(Extracted data entries)
§
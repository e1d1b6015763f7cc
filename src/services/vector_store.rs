// Copyright (c) 2025 Steve Wagner (ciroque@live.com)
// SPDX-License-Identifier: MIT

use std::sync::Arc;

use crate::errors::PortError;
use crate::traits::{SearchHit, VectorDocument, VectorStorePort};

pub struct VectorStoreService {
    adapter: Arc<dyn VectorStorePort>,
}

impl VectorStoreService {
    pub fn new(adapter: Arc<dyn VectorStorePort>) -> Self {
        Self { adapter }
    }

    pub async fn ensure_collection(&self, collection: &str, dimension: usize) -> Result<(), PortError> {
        self.adapter.ensure_collection(collection, dimension).await
    }

    pub async fn upsert(&self, collection: &str, documents: Vec<VectorDocument>) -> Result<(), PortError> {
        self.adapter.upsert(collection, documents).await
    }

    pub async fn search(
        &self,
        collection: &str,
        vector: &[f32],
        limit: usize,
    ) -> Result<Vec<SearchHit>, PortError> {
        self.adapter.search(collection, vector, limit).await
    }

    pub async fn get(&self, collection: &str, id: &str) -> Result<VectorDocument, PortError> {
        self.adapter.get(collection, id).await
    }

    pub async fn delete(&self, collection: &str, ids: &[String]) -> Result<(), PortError> {
        self.adapter.delete(collection, ids).await
    }
}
§
* **Assigned task**
This exercise requires the entries above to be restated exactly.

* **Reply to the exercise**
repository e1d1b6015763f7cc
filename src/services/vector_store.rs
// Copyright (c) 2025 Steve Wagner (ciroque@live.com)
// SPDX-License-Identifier: MIT

use std::sync::Arc;

use crate::errors::PortError;
use crate::traits::{SearchHit, VectorDocument, VectorStorePort};

pub struct VectorStoreService {
    adapter: Arc<dyn VectorStorePort>,
}

impl VectorStoreService {
    pub fn new(adapter: Arc<dyn VectorStorePort>) -> Self {
        Self { adapter }
    }

    pub async fn ensure_collection(&self, collection: &str, dimension: usize) -> Result<(), PortError> {
        self.adapter.ensure_collection(collection, dimension).await
    }

    pub async fn upsert(&self, collection: &str, documents: Vec<VectorDocument>) -> Result<(), PortError> {
        self.adapter.upsert(collection, documents).await
    }

    pub async fn search(
        &self,
        collection: &str,
        vector: &[f32],
        limit: usize,
    ) -> Result<Vec<SearchHit>, PortError> {
        self.adapter.search(collection, vector, limit).await
    }

    pub async fn get(&self, collection: &str, id: &str) -> Result<VectorDocument, PortError> {
        self.adapter.get(collection, id).await
    }

    pub async fn delete(&self, collection: &str, ids: &[String]) -> Result<(), PortError> {
        self.adapter.delete(collection, ids).await
    }
}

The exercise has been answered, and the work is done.